What Is a Backdoor Cover in Sports Betting? article feature image

Norm Hall/Getty Images. Pictured: Andy Isabella

A backdoor cover is when an underdog is trailing by more than the point spread, and scores meaningless points late in the game to cover the spread.

Example: Say you've bet the Detroit Lions at +13 in Green Bay against the Packers, and Detroit is down 30-14. Jared Goff gets the ball back with two minutes left to play.

The Lions aren't covering the spread at that moment (down 16 with a spread of +13), but a touchdown will get them inside the number, and cash any bets on Detroit.

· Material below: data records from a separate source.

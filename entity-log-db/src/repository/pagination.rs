/// Offset-based page request over a reverse log collection
///
/// # Example
/// ```
/// use entity_log_db::repository::pagination::PageRequest;
///
/// let first = PageRequest::new(20, 0);
/// let second = PageRequest::for_page(20, 2);
/// assert_eq!(second.offset, 20);
/// assert_eq!(first.page_number(), 1);
/// ```
#[derive(Debug, Clone, Copy, PartialEq, Eq)]
pub struct PageRequest {
    /// Maximum number of items to return
    pub limit: usize,
    /// Number of items to skip
    pub offset: usize,
}

impl PageRequest {
    pub fn new(limit: usize, offset: usize) -> Self {
        Self { limit, offset }
    }

    /// Request for a 1-based page number; 0 is treated as the first page.
    pub fn for_page(page_size: usize, page_number: usize) -> Self {
        let page_number = page_number.max(1);
        Self {
            limit: page_size,
            offset: (page_number - 1) * page_size,
        }
    }

    pub fn page_number(&self) -> usize {
        if self.limit == 0 {
            1
        } else {
            (self.offset / self.limit) + 1
        }
    }
}

impl Default for PageRequest {
    fn default() -> Self {
        Self {
            limit: 20,
            offset: 0,
        }
    }
}

/// One page of a reverse log collection, with the size of the whole collection
///
/// # Example
/// ```
/// use entity_log_db::repository::pagination::Page;
///
/// let page = Page::new(vec!["a", "b"], 5, 2, 0);
/// assert!(page.has_more());
/// assert_eq!(page.total_pages(), 3);
/// ```
#[derive(Debug, Clone, PartialEq, Eq)]
pub struct Page<T> {
    pub items: Vec<T>,
    /// Total number of items across all pages
    pub total: usize,
    pub limit: usize,
    pub offset: usize,
}

impl<T> Page<T> {
    pub fn new(items: Vec<T>, total: usize, limit: usize, offset: usize) -> Self {
        Self {
            items,
            total,
            limit,
            offset,
        }
    }

    pub fn has_more(&self) -> bool {
        self.offset.saturating_add(self.items.len()) < self.total
    }

    pub fn page_number(&self) -> usize {
        PageRequest::new(self.limit, self.offset).page_number()
    }

    pub fn total_pages(&self) -> usize {
        if self.limit == 0 {
            1
        } else {
            self.total.div_ceil(self.limit)
        }
    }

    pub fn is_empty(&self) -> bool {
        self.items.is_empty()
    }

    /// Last item of this page.
    pub fn last(&self) -> Option<&T> {
        self.items.last()
    }
}
pub mod db_init;
pub mod log;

Goff leads the Lions down the field and they score with 11 seconds left to make it 30-21. Green Bay recovers the onside kick and takes a knee, and the game ends with a nine-point victory for the Packers, but a cover for the Lions.

That touchdown was meaningless to the actual outcome of the game, but it'll certainly hold meaning to anyone holding a spread ticket.

Because of this, backdoor covers provide some of the worst beats.

A Backdoor Cover Only Applies to Underdogs …

The very nature of the phrase — backdoor — implies that the team is the underdog and is sneaking in a cover.

A frontdoor cover is when the favorite does the same thing — scores a meaningless late touchdown to cover the spread without really changing the outcome of the game. If the Packers led 30-21 as 13-point favorites and scored a meaningless touchdown in the final moments, that's a frontdoor cover.